ASSIGNMENT
In the material below, some lines carry "exactly". Copy each such line.

PROVIDED DATA

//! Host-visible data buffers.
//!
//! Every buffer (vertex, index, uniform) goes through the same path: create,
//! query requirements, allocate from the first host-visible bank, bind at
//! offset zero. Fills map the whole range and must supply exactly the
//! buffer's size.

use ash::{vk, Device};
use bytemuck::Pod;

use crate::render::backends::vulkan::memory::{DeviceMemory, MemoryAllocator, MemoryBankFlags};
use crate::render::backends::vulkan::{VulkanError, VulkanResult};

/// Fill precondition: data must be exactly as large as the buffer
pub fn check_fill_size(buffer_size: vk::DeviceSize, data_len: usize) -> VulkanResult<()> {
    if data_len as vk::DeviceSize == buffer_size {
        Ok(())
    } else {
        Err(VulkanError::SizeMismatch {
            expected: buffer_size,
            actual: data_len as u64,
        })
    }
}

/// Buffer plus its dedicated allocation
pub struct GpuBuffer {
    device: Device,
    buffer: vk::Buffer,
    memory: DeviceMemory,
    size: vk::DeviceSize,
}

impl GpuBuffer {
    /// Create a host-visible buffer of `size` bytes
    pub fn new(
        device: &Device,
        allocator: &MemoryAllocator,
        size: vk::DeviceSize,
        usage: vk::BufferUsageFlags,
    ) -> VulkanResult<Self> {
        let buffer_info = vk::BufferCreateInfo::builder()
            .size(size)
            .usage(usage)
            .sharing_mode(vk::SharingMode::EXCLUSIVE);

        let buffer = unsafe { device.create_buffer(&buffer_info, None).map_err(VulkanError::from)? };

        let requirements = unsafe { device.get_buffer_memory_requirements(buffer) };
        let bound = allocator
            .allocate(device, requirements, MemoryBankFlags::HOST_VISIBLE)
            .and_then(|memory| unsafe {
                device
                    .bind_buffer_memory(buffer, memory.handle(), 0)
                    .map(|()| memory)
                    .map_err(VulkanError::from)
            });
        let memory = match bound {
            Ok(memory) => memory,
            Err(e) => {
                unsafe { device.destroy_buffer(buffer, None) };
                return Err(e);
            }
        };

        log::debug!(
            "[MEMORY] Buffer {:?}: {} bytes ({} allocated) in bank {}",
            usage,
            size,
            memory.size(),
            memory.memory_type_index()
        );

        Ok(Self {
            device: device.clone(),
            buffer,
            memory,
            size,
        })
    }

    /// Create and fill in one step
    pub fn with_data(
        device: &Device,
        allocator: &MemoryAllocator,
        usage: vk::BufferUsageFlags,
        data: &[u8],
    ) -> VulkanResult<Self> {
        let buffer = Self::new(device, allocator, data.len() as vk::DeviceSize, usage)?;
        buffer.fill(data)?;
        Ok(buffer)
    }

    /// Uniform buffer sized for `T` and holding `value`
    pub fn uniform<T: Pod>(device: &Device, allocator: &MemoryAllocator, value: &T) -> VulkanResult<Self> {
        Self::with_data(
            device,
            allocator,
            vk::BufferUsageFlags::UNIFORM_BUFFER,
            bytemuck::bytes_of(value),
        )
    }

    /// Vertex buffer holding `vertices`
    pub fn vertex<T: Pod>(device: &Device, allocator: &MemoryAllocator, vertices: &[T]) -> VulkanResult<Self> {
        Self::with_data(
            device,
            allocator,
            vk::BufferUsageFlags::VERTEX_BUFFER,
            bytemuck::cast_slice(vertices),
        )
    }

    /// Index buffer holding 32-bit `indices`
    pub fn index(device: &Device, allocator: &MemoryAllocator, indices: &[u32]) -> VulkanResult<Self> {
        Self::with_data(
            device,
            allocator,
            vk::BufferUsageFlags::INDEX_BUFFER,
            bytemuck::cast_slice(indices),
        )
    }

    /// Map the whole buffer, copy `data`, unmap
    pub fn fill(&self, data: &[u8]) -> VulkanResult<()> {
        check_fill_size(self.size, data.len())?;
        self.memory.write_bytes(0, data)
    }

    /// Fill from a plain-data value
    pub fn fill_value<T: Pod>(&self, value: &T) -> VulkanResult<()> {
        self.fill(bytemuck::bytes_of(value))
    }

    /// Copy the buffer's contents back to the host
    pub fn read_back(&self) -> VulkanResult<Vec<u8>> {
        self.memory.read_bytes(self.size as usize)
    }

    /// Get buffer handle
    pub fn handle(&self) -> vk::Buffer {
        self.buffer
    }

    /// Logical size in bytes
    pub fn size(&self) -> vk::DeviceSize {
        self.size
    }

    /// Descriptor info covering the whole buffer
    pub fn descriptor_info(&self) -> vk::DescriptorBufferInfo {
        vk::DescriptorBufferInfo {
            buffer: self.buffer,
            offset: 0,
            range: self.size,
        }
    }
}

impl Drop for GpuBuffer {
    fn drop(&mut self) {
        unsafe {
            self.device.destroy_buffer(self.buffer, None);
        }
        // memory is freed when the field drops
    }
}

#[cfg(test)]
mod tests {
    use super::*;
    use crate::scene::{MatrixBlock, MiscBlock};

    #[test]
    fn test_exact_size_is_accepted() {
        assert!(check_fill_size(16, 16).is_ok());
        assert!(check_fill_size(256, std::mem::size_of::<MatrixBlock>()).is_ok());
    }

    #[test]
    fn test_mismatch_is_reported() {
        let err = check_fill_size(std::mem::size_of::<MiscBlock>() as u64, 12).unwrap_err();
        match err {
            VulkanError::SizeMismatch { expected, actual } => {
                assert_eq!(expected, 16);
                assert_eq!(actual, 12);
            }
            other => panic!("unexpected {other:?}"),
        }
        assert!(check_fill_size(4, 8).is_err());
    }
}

RESPONSE TO THE EXERCISE
//! offset zero. Fills map the whole range and must supply exactly the
/// Fill precondition: data must be exactly as large as the buffer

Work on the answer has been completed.